Regional Variations in Unemployment and Enrollment

Since we are most interested in the relationship between unemployment rates and community college enrollment demand, we design an analysis that takes into account the unique labor market conditions of the local region each community college serves by measuring unemployment rates at the metropolitan and micropolitan statistical areas. In other demand studies, researchers aggregate unemployment rates to the state-level, which likely introduces a degree of aggregation bias into the analysis (Dellas and Sakellaris, 2003; Fitzpatrick and Turner 2007; Kane and Rouse 1999; Stratton, O’Toole and Wetzel 2004). By way of example, the Elkhart-Goshen metropolitan area is one of Indiana’s largest manufacturing regions. While the state’s average unemployment rate was ~8 % throughout the Great Recession, the Elkhart-Goshen metropolitan region suffered significantly higher unemployment levels surpassing 20 % after several manufacturing plants closed in 2007 and 2008 (U.S. Bureau of Labor Statistics 2012). While state unemployment trends demonstrate one measure of labor market conditions, recessions often impact local regions within states differently, particularly those that rely heavily on manufacturing industries, as illustrated in the Indiana/Elkhart-Goshen example (Elsby, Hobijn and Sahin 2010).

To address this measurement concern, we define “local regions” based upon each community college’s micro- and metropolitan statistical area, commonly referred to as a “Core Based Statistical Area” (CBSA). CBSA’s are determined by an area’s population density and the commuter patterns of the area’s core urban center, where micropolitan areas have urban cores with 10,000–50,000 people, while metropolitan areas are larger than 50,000. Each metro or micro area includes one or more counties that have a high degree of social and economic integration with the urban core (U.S. Census Bureau 2012). For the purposes of building our model, we believe that examining the most local data is not only practical for community college administrators, but it also improves our research design by avoid aggregation bias.

Literature Review

In one of the more-often cited unemployment elasticity studies, Betts and McFarland (1995) analyze institution-level community college enrollment data between the years 1969 and 1985,Footnote 1finding that a one percentage-point increase in regional unemployment rates is associated with ~4 percentage-point increases in full-time community college attendance. Using panel data techniques, this study offers one of the more comprehensive treatments of the relationship non-price factors plays in shaping student enrollment demand. In a similar analysis, Nutting (2008) uses institution-level records from 27 community colleges in the SUNY (State University of New York) system, finding that a one percentage-point increase in unemployment rates associate with a 3.5–6 percentage-point changes in enrollment demand between the years 1990 and 1997. These two examples demonstrate one of the variations in analytical techniques found within the unemployment elasticity literature. That is, some studies may use institutional records for only one system of colleges (i.e. Nutting 2008) while others take advantage of national datasets that include all institutions (i.e. Betts and McFarland 1995).

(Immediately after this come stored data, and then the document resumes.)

//! Voxel grid downsampling.
//!
//! Points are hashed into cubic cells of side `voxel_size` using
//! `floor(p / voxel_size)` per axis. Each occupied cell produces one point at
//! the mean of its members; colors, normals and confidences are averaged the
//! same way (normals re-normalized). The output is ordered by cell key, so
//! the same input set always produces the same output regardless of input
//! order.

use hashbrown::HashMap;
use nalgebra::{Point3, Vector3};
use tracing::debug;

use scan_types::{PointCloud, up};

/// Upper bound on voxel doublings in [`downsample_to_budget`].
const MAX_DOUBLINGS: u32 = 64;

/// Integer voxel coordinate.
pub type VoxelKey = (i64, i64, i64);

/// Voxel containing `p` for cells of side `voxel_size`.
#[inline]
#[must_use]
#[allow(clippy::cast_possible_truncation)]
pub fn voxel_key(p: &Point3<f64>, voxel_size: f64) -> VoxelKey {
    (
        (p.x / voxel_size).floor() as i64,
        (p.y / voxel_size).floor() as i64,
        (p.z / voxel_size).floor() as i64,
    )
}

#[derive(Debug, Clone, Copy)]
struct Accumulator {
    position: Vector3<f64>,
    color: [f64; 4],
    normal: Vector3<f64>,
    confidence: f64,
    count: usize,
}

impl Default for Accumulator {
    fn default() -> Self {
        Self {
            position: Vector3::zeros(),
            color: [0.0; 4],
            normal: Vector3::zeros(),
            confidence: 0.0,
            count: 0,
        }
    }
}

/// Replaces every occupied voxel's points with their mean.
///
/// Non-finite points are dropped. A non-positive `voxel_size` returns the
/// cloud unchanged.
///
/// # Example
///
/// ```
/// use nalgebra::Point3;
/// use scan_cloud::voxel_downsample;
/// use scan_types::{PointCloud, PointSource};
///
/// let cloud = PointCloud::from_points(
///     vec![
///         Point3::new(0.0, 0.0, 0.0),
///         Point3::new(0.005, 0.0, 0.0),
///         Point3::new(0.0, 0.0, 0.005),
///     ],
///     PointSource::Lidar,
/// );
/// let down = voxel_downsample(&cloud, 0.01);
/// assert_eq!(down.len(), 1);
/// assert!((down.points[0].x - 0.005 / 3.0).abs() < 1e-12);
/// ```
#[must_use]
pub fn voxel_downsample(cloud: &PointCloud, voxel_size: f64) -> PointCloud {
    if cloud.is_empty() || !(voxel_size.is_finite() && voxel_size > 0.0) {
        return cloud.clone();
    }

    let colors = cloud.colors.as_deref().filter(|c| c.len() == cloud.len());
    let normals = cloud.normals.as_deref().filter(|n| n.len() == cloud.len());
    let confidences = cloud.confidences.as_deref().filter(|c| c.len() == cloud.len());

    let mut cells: HashMap<VoxelKey, Accumulator> = HashMap::new();
    for (i, p) in cloud.points.iter().enumerate() {
        if !(p.x.is_finite() && p.y.is_finite() && p.z.is_finite()) {
            continue;
        }
        let acc = cells.entry(voxel_key(p, voxel_size)).or_default();
        acc.position += p.coords;
        acc.count += 1;
        if let Some(colors) = colors {
            for (sum, &c) in acc.color.iter_mut().zip(&colors[i]) {
                *sum += f64::from(c);
            }
        }
        if let Some(normals) = normals {
            acc.normal += normals[i];
        }
        if let Some(confidences) = confidences {
            acc.confidence += f64::from(confidences[i]);
        }
    }

    let mut ordered: Vec<(VoxelKey, Accumulator)> = cells.into_iter().collect();
    ordered.sort_unstable_by_key(|(key, _)| *key);

    #[allow(clippy::cast_precision_loss, clippy::cast_possible_truncation)]
    let mean = |sum: f64, count: usize| (sum / count as f64) as f32;

    #[allow(clippy::cast_precision_loss)]
    let points = ordered
        .iter()
        .map(|(_, acc)| Point3::from(acc.position / acc.count as f64))
        .collect();

    let out_colors = colors.map(|_| {
        ordered
            .iter()
            .map(|(_, acc)| acc.color.map(|sum| mean(sum, acc.count)))
            .collect()
    });
    let out_normals = normals.map(|_| {
        ordered
            .iter()
            .map(|(_, acc)| acc.normal.try_normalize(f64::EPSILON).unwrap_or_else(up))
            .collect()
    });
    let out_confidences = confidences.map(|_| {
        ordered
            .iter()
            .map(|(_, acc)| mean(acc.confidence, acc.count))
            .collect()
    });

    PointCloud {
        points,
        confidences: out_confidences,
        colors: out_colors,
        normals: out_normals,
        timestamp: cloud.timestamp,
        source: cloud.source,
    }
}

/// Downsamples until the cloud fits `max_points`.
///
/// Clouds already within budget are returned unchanged. Otherwise the cloud
/// is voxelized at `voxel_size`, and the voxel size doubles (always from the
/// original points) until the result fits. If the budget is smaller than the number of cells the points can
/// never merge below, the sorted result is truncated.
#[must_use]
pub fn downsample_to_budget(cloud: &PointCloud, voxel_size: f64, max_points: usize) -> PointCloud {
    if cloud.len() <= max_points {
        return cloud.clone();
    }

    let mut size = voxel_size;
    let mut reduced = voxel_downsample(cloud, size);
    let mut doublings = 0;
    while reduced.len() > max_points && doublings < MAX_DOUBLINGS {
        size *= 2.0;
        doublings += 1;
        reduced = voxel_downsample(cloud, size);
    }

    if reduced.len() > max_points {
        truncate(&mut reduced, max_points);
    }

    debug!(
        input = cloud.len(),
        output = reduced.len(),
        voxel_size = size,
        "voxel downsampled point cloud"
    );
    reduced
}

fn truncate(cloud: &mut PointCloud, len: usize) {
    cloud.points.truncate(len);
    if let Some(c) = &mut cloud.confidences {
        c.truncate(len);
    }
    if let Some(c) = &mut cloud.colors {
        c.truncate(len);
    }
    if let Some(n) = &mut cloud.normals {
        n.truncate(len);
    }
}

Other scholars have examined the topic by using students as the primary unit of analysis, thus national surveys have been used to estimate unemployment elasticity. Using data from the U.S. Department of Education’s Beginning Postsecondary Students survey, Stratton, O’Toole, and Wetzel (2004) estimate how enrollment intensity (full-time versus part-time) varies according to state unemployment rates, finding a positive relationship between full-time enrollment demand and state unemployment rates. Using a different national survey, the U.S. Census Bureau’s Current Population Survey, Dellas and Sakellaris (2003) find similar patterns as the previously mentioned study, where full-time enrollment rises at larger rates than part-time enrollment during periods of high unemployment. In this study, enrollment demand increased by ~2 % for every one percentage-point increase in the state unemployment rate, ceteris paribus. Similarly, Fitzpatrick and Turner (2007) use the same Census survey (but for the years 1977 through 2002) to estimate how recent high school graduates and young workers’ college enrollment demand changes relative to state unemployment rates. They also find a counter-cyclical relationship, where high unemployment is associated with higher levels of enrollment demand. Several other studies have utilized Census survey data to estimate unemployment elasticity, finding positive relationships between state unemployment rates and college enrollment demand (Black and Sufi 2002; Corazzini, Dugan and Grabowski 1972; Clotfelter 1992; Kane 1994; Rouse 1994).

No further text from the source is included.